Computing device 900 may also include a non-transitory storage device 910 or be connected to non-transitory storage device 910, which may be any storage device that is non-transitory and that may enable data storage, and may include, but is not limited to, magnetic disk drives, optical storage devices, solid-state memory, floppy diskettes, flexible disks, hard disks, magnetic tape, or any other magnetic medium, optical disks or any other optical medium, ROM (read-only memory), RAM (random access memory), cache memory, and/or any other memory chip or cartridge, and/or any other medium from which a computer may read data, instructions, and/or code. The non-transitory storage device 910 may be detachable from the interface. The non-transitory storage device 910 may have data/programs (including instructions)/code/modules (e.g., image input module 801, object recognition module 802, and image output module 803 shown in fig. 8) for implementing the methods and steps described above.
Computing device 900 may also include a communication device 912. The communication device 912 may be any type of device or system that enables communication with external devices and/or with a network, and may include, but is not limited to, modems, network cards, infrared communication devices, wireless communication devices, and/or chipsets, such as bluetooth (TM) devices, 1302.11 devices, wiFi devices, wiMax devices, cellular communication devices, and/or the like.
Computing device 900 may also include a working memory 914, which may be any type of working memory that may store programs (including instructions) and/or data useful for the operation of processor 904, and may include, but is not limited to, random access memory and/or read-only memory devices.
Software elements (programs) may reside in working memory 914 including, but not limited to, an operating system 916, one or more application programs 918, drivers, and/or other data and code.

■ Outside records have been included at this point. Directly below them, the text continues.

#[cfg(test)]
mod tests {
    use super::*;
    use crate::session::{CollabSession, SessionEvent};
    use crate::tree::{ComponentNode, NodeKind};

    #[test]
    fn test_client_message_serialize() {
        let msg = ClientMessage::Join {
            room: RoomCode::new("attic-42"),
        };
        let json = serde_json::to_string(&msg).unwrap();
        assert!(json.contains("join"));
        assert!(json.contains("attic-42"));
    }

    #[test]
    fn test_server_message_deserialize() {
        let json = r#"{"type":"joined","room":"attic-42","peer_count":2}"#;
        let msg: ServerMessage = serde_json::from_str(json).unwrap();
        match msg {
            ServerMessage::Joined {
                room,
                peer_count,
                snapshot,
            } => {
                assert_eq!(room.as_str(), "attic-42");
                assert_eq!(peer_count, 2);
                assert!(snapshot.is_none());
            }
            _ => panic!("Wrong message type"),
        }
    }

    #[test]
    fn test_intent_message_roundtrip() {
        let msg = ClientMessage::Intent {
            payload: MutationIntent::DeleteType { type_id: 101 },
        };
        let json = serde_json::to_string(&msg).unwrap();
        let back: ClientMessage = serde_json::from_str(&json).unwrap();
        assert_eq!(msg, back);
    }

    #[test]
    fn test_snapshot_roundtrip() {
        let tree = ProjectTree::new();
        let msg = ServerMessage::Snapshot {
            from: "peer-1".to_string(),
            tree: tree.clone(),
        };
        let json = serde_json::to_string(&msg).unwrap();
        match serde_json::from_str::<ServerMessage>(&json).unwrap() {
            ServerMessage::Snapshot { tree: restored, .. } => assert_eq!(tree, restored),
            _ => panic!("Wrong message type"),
        }
    }

    #[test]
    fn test_send_while_disconnected_fails() {
        let socket = RelaySocket::new();
        assert!(!socket.is_connected());
        assert!(socket.send("{}").is_err());
    }

    #[test]
    fn test_flush_drops_messages_when_disconnected() {
        let socket = RelaySocket::new();
        let mut session = CollabSession::new();
        let mut tree = ProjectTree::new();
        session.handle_message(
            ServerMessage::Joined {
                room: RoomCode::new("attic-42"),
                peer_count: 1,
                snapshot: None,
            },
            &mut tree,
        );

        session.queue_intent(&MutationIntent::DeleteType { type_id: 101 });
        assert_eq!(socket.flush_outgoing(&mut session), 0);
        // The queue is drained either way; the edit stays local.
        assert!(!session.has_outgoing());
    }

    #[test]
    fn test_socket_loopback() {
        use std::net::TcpListener;
        use std::thread;
        use std::time::{Duration, Instant};

        let listener = TcpListener::bind("127.0.0.1:0").unwrap();
        let addr = listener.local_addr().unwrap();

        // Minimal relay stand-in: accept one client, confirm its join, relay
        // an intent as if from a peer, then expect the client's own intent.
        let server = thread::spawn(move || {
            let (stream, _) = listener.accept().unwrap();
            let mut ws = tungstenite::accept(stream).unwrap();

            let joined = match ws.read().unwrap() {
                tungstenite::Message::Text(txt) => {
                    match serde_json::from_str::<ClientMessage>(&txt).unwrap() {
                        ClientMessage::Join { room } => ServerMessage::Joined {
                            room,
                            peer_count: 2,
                            snapshot: None,
                        },
                        other => panic!("expected join, got {:?}", other),
                    }
                }
                other => panic!("expected text frame, got {:?}", other),
            };
            ws.send(tungstenite::Message::Text(
                serde_json::to_string(&joined).unwrap(),
            ))
            .unwrap();

            let relayed = ServerMessage::Intent {
                from: "peer-2".to_string(),
                payload: MutationIntent::AddChild {
                    parent: None,
                    node: ComponentNode::new(4, NodeKind::HtmlElement, 1),
                },
            };
            ws.send(tungstenite::Message::Text(
                serde_json::to_string(&relayed).unwrap(),
            ))
            .unwrap();

            match ws.read().unwrap() {
                tungstenite::Message::Text(txt) => {
                    let msg: ClientMessage = serde_json::from_str(&txt).unwrap();
                    assert!(matches!(msg, ClientMessage::Intent { .. }));
                }
                other => panic!("expected text frame, got {:?}", other),
            }
            let _ = ws.close(None);
        });

        let mut socket = RelaySocket::new();
        socket.connect(&format!("ws://{}", addr)).unwrap();

        let mut session = CollabSession::new();
        let mut tree = ProjectTree::new();
        session.join_room(RoomCode::new("attic-42"));
        socket.flush_outgoing(&mut session);

        let deadline = Instant::now() + Duration::from_secs(5);
        let mut applied = false;
        while Instant::now() < deadline && !applied {
            for event in socket.poll_events() {
                if let TransportEvent::Message(msg) = event {
                    match session.handle_message(msg, &mut tree) {
                        SessionEvent::JoinedRoom { .. } => {}
                        SessionEvent::IntentApplied { .. } => applied = true,
                        other => panic!("unexpected event: {:?}", other),
                    }
                }
            }
            thread::sleep(Duration::from_millis(10));
        }

        assert!(applied, "relayed intent never arrived");
        assert!(session.is_in_room());
        assert_eq!(tree.len(), 1);
        // Remotely applied intents are not re-broadcast.
        assert!(!session.has_outgoing());

        // Send one locally originated intent back through the socket.
        session.queue_intent(&MutationIntent::DeleteType { type_id: 101 });
        assert_eq!(socket.flush_outgoing(&mut session), 1);

        server.join().unwrap();
        socket.disconnect();
    }
}
//! # Domain models
//!
//! The records the dashboard consumes, split by backend:
//!
//! | Type | Source | Shape |
//! |------|--------|-------|
//! | [`Account`] | `/users` routes | camelCase fields (`isActive`, `createdAt`), ids as `id` or `_id` |
//! | [`LocateRequest`] | `GET /locates/` | snake_case fields, numeric or string ids |
//! | [`WorkOrder`] | `GET /work-orders-today/` | snake_case fields, numeric or string ids |

mod account;
mod locate;
mod work_order;

pub use account::{Account, AccountRole, AccountUpdate, NewAccount};
pub use locate::LocateRequest;
pub use work_order::WorkOrder;

use serde::{Deserialize, Deserializer};

/// Accept an identifier sent either as a JSON string or a number.
///
/// The field-service backend issues numeric ids while the user service
/// issues strings; both normalize to `String` here.
pub(crate) fn id_string<'de, D>(de: D) -> Result<String, D::Error>
where
    D: Deserializer<'de>,
{
    #[derive(Deserialize)]
    #[serde(untagged)]
    enum Raw {
        Text(String),
        Number(i64),
    }

    Ok(match Raw::deserialize(de)? {
        Raw::Text(s) => s,
        Raw::Number(n) => n.to_string(),
    })
}
mod accounts;
mod coming_soon;
mod dashboard;
mod shell;

pub use accounts::{Managers, Techs, Users};
pub use coming_soon::{
    Dispatch, Estimates, Inventory, Invoices, Jobs, Reports, Scheduling, Settings, TimeTracking,
};
pub use dashboard::Dashboard;
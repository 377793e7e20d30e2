use dioxus::prelude::*;

use ui::icons::{FaLocationDot, FaUsers, FaWrench};
use ui::{use_account_roster, use_locate_feed, use_work_order_feed, AccountScope, Icon};

use super::shell::AppShell;

/// Landing screen: headline counts from the cached collections.
#[component]
pub fn Dashboard() -> Element {
    let accounts = use_account_roster(AccountScope::All);
    let locates = use_locate_feed();
    let work_orders = use_work_order_feed();

    let team = count_label(accounts.collection.items.read().len(), (accounts.collection.loading)());
    let locate_count = count_label(locates.items.read().len(), (locates.loading)());
    let order_count = count_label(work_orders.items.read().len(), (work_orders.loading)());

    rsx! {
        AppShell {
            title: "Dashboard",
            div {
                class: "stat-grid",
                StatCard { label: "Team members", value: team, icon: StatIcon::Team }
                StatCard { label: "Locate requests", value: locate_count, icon: StatIcon::Locates }
                StatCard { label: "Work orders today", value: order_count, icon: StatIcon::Orders }
            }
        }
    }
}

fn count_label(count: usize, loading: bool) -> String {
    if loading && count == 0 {
        "—".to_string()
    } else {
        count.to_string()
    }
}

#[derive(Clone, Copy, PartialEq)]
enum StatIcon {
    Team,
    Locates,
    Orders,
}

#[component]
fn StatCard(label: String, value: String, icon: StatIcon) -> Element {
    rsx! {
        div {
            class: "stat-card",
            span {
                class: "stat-card-icon",
                if icon == StatIcon::Team {
                    Icon { icon: FaUsers, width: 18, height: 18 }
                } else if icon == StatIcon::Locates {
                    Icon { icon: FaLocationDot, width: 18, height: 18 }
                } else {
                    Icon { icon: FaWrench, width: 18, height: 18 }
                }
            }
            div {
                class: "stat-card-body",
                span { class: "stat-card-value", "{value}" }
                span { class: "stat-card-label", "{label}" }
            }
        }
    }
}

Instructions for performing the above-described methods and steps may be included in one or more applications 918, and the above-described methods may be implemented by instructions of one or more applications 918 being read and executed by processor 904. Executable code or source code for instructions of software elements (programs) may also be downloaded from a remote location.

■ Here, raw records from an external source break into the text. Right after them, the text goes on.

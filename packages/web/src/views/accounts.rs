//! Account management screens.
//!
//! `Users` (super-admin, full CRUD), `Managers` (full CRUD scoped to the
//! manager role) and `Techs` (read-only roster for dispatchers). The CRUD
//! screens wire `use_accounts` to the generic table and the three dialog
//! flows; the roster wires `use_account_roster` to the table alone.

use dioxus::prelude::*;

use api::Account;
use ui::components::{Button, ButtonVariant};
use ui::{
    use_account_roster, use_accounts, AccountDialog, AccountScope, AccountsHandle, Column,
    DataTable, EditorTarget, ModalOverlay,
};

use super::shell::AppShell;

#[component]
pub fn Users() -> Element {
    rsx! {
        ManagedAccounts { title: "User Management", scope: AccountScope::All }
    }
}

#[component]
pub fn Managers() -> Element {
    rsx! {
        ManagedAccounts { title: "Managers", scope: AccountScope::Managers }
    }
}

#[component]
pub fn Techs() -> Element {
    let roster = use_account_roster(AccountScope::Techs);
    let failed =
        roster.collection.error.read().is_some() && roster.collection.items.read().is_empty();

    rsx! {
        AppShell {
            title: "Techs",
            if failed {
                div {
                    class: "screen-error",
                    "Couldn't load accounts. Reload the page to try again."
                }
            }
            DataTable::<Account> {
                rows: roster.page_rows(),
                columns: roster_columns(),
                loading: (roster.collection.loading)(),
                page: roster.view.read().page,
                page_size: roster.view.read().page_size,
                total: roster.total(),
                search: roster.view.read().query.clone(),
                search_placeholder: "Search techs...",
                on_search: {
                    let mut view = roster.view;
                    move |query: String| view.write().set_query(query)
                },
                on_page_change: {
                    let mut view = roster.view;
                    move |page| view.write().set_page(page)
                },
                on_page_size_change: {
                    let mut view = roster.view;
                    move |size| view.write().set_page_size(size)
                },
            }
        }
    }
}

/// Full CRUD screen over one account scope.
#[component]
fn ManagedAccounts(title: String, scope: AccountScope) -> Element {
    let handle = use_accounts(scope);
    let mut view = handle.roster.view;
    let failed = handle.roster.collection.error.read().is_some()
        && handle.roster.collection.items.read().is_empty();

    rsx! {
        AppShell {
            title: "{title}",

            if failed {
                div {
                    class: "screen-error",
                    "Couldn't load accounts. Reload the page to try again."
                }
            }

            div {
                class: "screen-actions",
                Button {
                    variant: ButtonVariant::Primary,
                    onclick: move |_| handle.open_create(),
                    "Add account"
                }
            }

            DataTable::<Account> {
                rows: handle.roster.page_rows(),
                columns: managed_columns(handle),
                loading: (handle.roster.collection.loading)(),
                page: view.read().page,
                page_size: view.read().page_size,
                total: handle.roster.total(),
                search: view.read().query.clone(),
                search_placeholder: "Search by name, email or role...",
                on_search: move |query: String| view.write().set_query(query),
                on_page_change: move |page| view.write().set_page(page),
                on_page_size_change: move |size| view.write().set_page_size(size),
                on_row_click: move |account: Account| handle.open_edit(account),
            }
        }

        EditorModal { handle }
        DeleteModal { handle }
        ToggleModal { handle }
    }
}

fn roster_columns() -> Vec<Column<Account>> {
    vec![
        Column::new("name", "Name", |a: &Account| a.name.clone()),
        Column::new("email", "Email", |a: &Account| a.email.clone()),
        Column::new("status", "Status", |a: &Account| {
            if a.is_active { "Active".into() } else { "Inactive".into() }
        }),
        Column::new("created", "Created", created_label),
    ]
}

fn managed_columns(handle: AccountsHandle) -> Vec<Column<Account>> {
    let status = Callback::new(move |account: Account| {
        let busy = handle.is_busy(&account.id);
        let target = account.clone();
        rsx! {
            button {
                class: if account.is_active { "status-pill status-active" } else { "status-pill status-inactive" },
                disabled: busy,
                onclick: move |evt: MouseEvent| {
                    evt.stop_propagation();
                    handle.open_toggle(target.clone());
                },
                if account.is_active { "Active" } else { "Inactive" }
            }
        }
    });

    let actions = Callback::new(move |account: Account| {
        let for_edit = account.clone();
        let for_delete = account;
        rsx! {
            div {
                class: "row-actions",
                Button {
                    variant: ButtonVariant::Outline,
                    onclick: move |evt: MouseEvent| {
                        evt.stop_propagation();
                        handle.open_edit(for_edit.clone());
                    },
                    "Edit"
                }
                Button {
                    variant: ButtonVariant::Destructive,
                    onclick: move |evt: MouseEvent| {
                        evt.stop_propagation();
                        handle.open_delete(for_delete.clone());
                    },
                    "Delete"
                }
            }
        }
    });

    vec![
        Column::new("name", "Name", |a: &Account| a.name.clone()),
        Column::new("email", "Email", |a: &Account| a.email.clone()),
        Column::new("role", "Role", |a: &Account| a.role.label().to_string()),
        Column::new("status", "Status", |a: &Account| {
            if a.is_active { "Active".into() } else { "Inactive".into() }
        })
        .render(status),
        Column::new("created", "Created", created_label),
        Column::new("actions", "", |_: &Account| String::new())
            .render(actions)
            .align_end(),
    ]
}

fn created_label(account: &Account) -> String {
    account
        .created_at
        .map(|t| t.format("%b %-d, %Y").to_string())
        .unwrap_or_default()
}

#[component]
fn EditorModal(handle: AccountsHandle) -> Element {
    if !handle.editor.read().is_open() {
        return rsx! {};
    }
    let editing = match handle.editor.read().target() {
        Some(EditorTarget::Edit(account)) => Some(account.clone()),
        _ => None,
    };
    let busy = handle.editor.read().in_flight();

    rsx! {
        ModalOverlay {
            on_close: move |_| handle.close_editor(),
            AccountDialog {
                editing,
                form: handle.form,
                busy,
                on_submit: move |_| handle.submit_editor(),
                on_cancel: move |_| handle.close_editor(),
            }
        }
    }
}

#[component]
fn DeleteModal(handle: AccountsHandle) -> Element {
    if !handle.remover.read().is_open() {
        return rsx! {};
    }
    let name = handle
        .remover
        .read()
        .target()
        .map(|a| a.name.clone())
        .unwrap_or_default();
    let busy = handle.remover.read().in_flight();

    rsx! {
        ModalOverlay {
            on_close: move |_| handle.close_delete(),
            div {
                class: "dialog-body",
                h2 { class: "dialog-title", "Delete Account" }
                p {
                    class: "dialog-text",
                    "Delete "
                    strong { "{name}" }
                    "? This cannot be undone."
                }
                div {
                    class: "dialog-actions",
                    Button {
                        variant: ButtonVariant::Destructive,
                        disabled: busy,
                        onclick: move |_| handle.confirm_delete(),
                        if busy { "Deleting..." } else { "Delete" }
                    }
                    Button {
                        variant: ButtonVariant::Outline,
                        disabled: busy,
                        onclick: move |_| handle.close_delete(),
                        "Cancel"
                    }
                }
            }
        }
    }
}

#[component]
fn ToggleModal(handle: AccountsHandle) -> Element {
    if !handle.toggler.read().is_open() {
        return rsx! {};
    }
    let (name, deactivating) = handle
        .toggler
        .read()
        .target()
        .map(|a| (a.name.clone(), a.is_active))
        .unwrap_or_default();
    let busy = handle.toggler.read().in_flight();

    rsx! {
        ModalOverlay {
            on_close: move |_| handle.close_toggle(),
            div {
                class: "dialog-body",
                h2 {
                    class: "dialog-title",
                    if deactivating { "Deactivate Account" } else { "Activate Account" }
                }
                p {
                    class: "dialog-text",
                    if deactivating {
                        "Deactivate "
                    } else {
                        "Activate "
                    }
                    strong { "{name}" }
                    "? They will "
                    if deactivating {
                        "lose access immediately."
                    } else {
                        "regain access immediately."
                    }
                }
                div {
                    class: "dialog-actions",
                    Button {
                        variant: if deactivating { ButtonVariant::Destructive } else { ButtonVariant::Primary },
                        disabled: busy,
                        onclick: move |_| handle.confirm_toggle(),
                        if busy { "Working..." } else if deactivating { "Deactivate" } else { "Activate" }
                    }
                    Button {
                        variant: ButtonVariant::Outline,
                        disabled: busy,
                        onclick: move |_| handle.close_toggle(),
                        "Cancel"
                    }
                }
            }
        }
    }
}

It should also be understood that various modifications may be made according to specific requirements. For example, custom hardware may also be used, and/or particular elements may be implemented in hardware, software, firmware, middleware, microcode, hardware description languages, or any combination thereof. For example, some or all of the disclosed methods and apparatus may be implemented by programming hardware (e.g., programmable logic circuits including Field Programmable Gate Arrays (FPGAs) and/or Programmable Logic Arrays (PLAs)) in an assembly language or hardware programming language such as VERILOG, VHDL, c++ using logic and algorithms according to the present disclosure.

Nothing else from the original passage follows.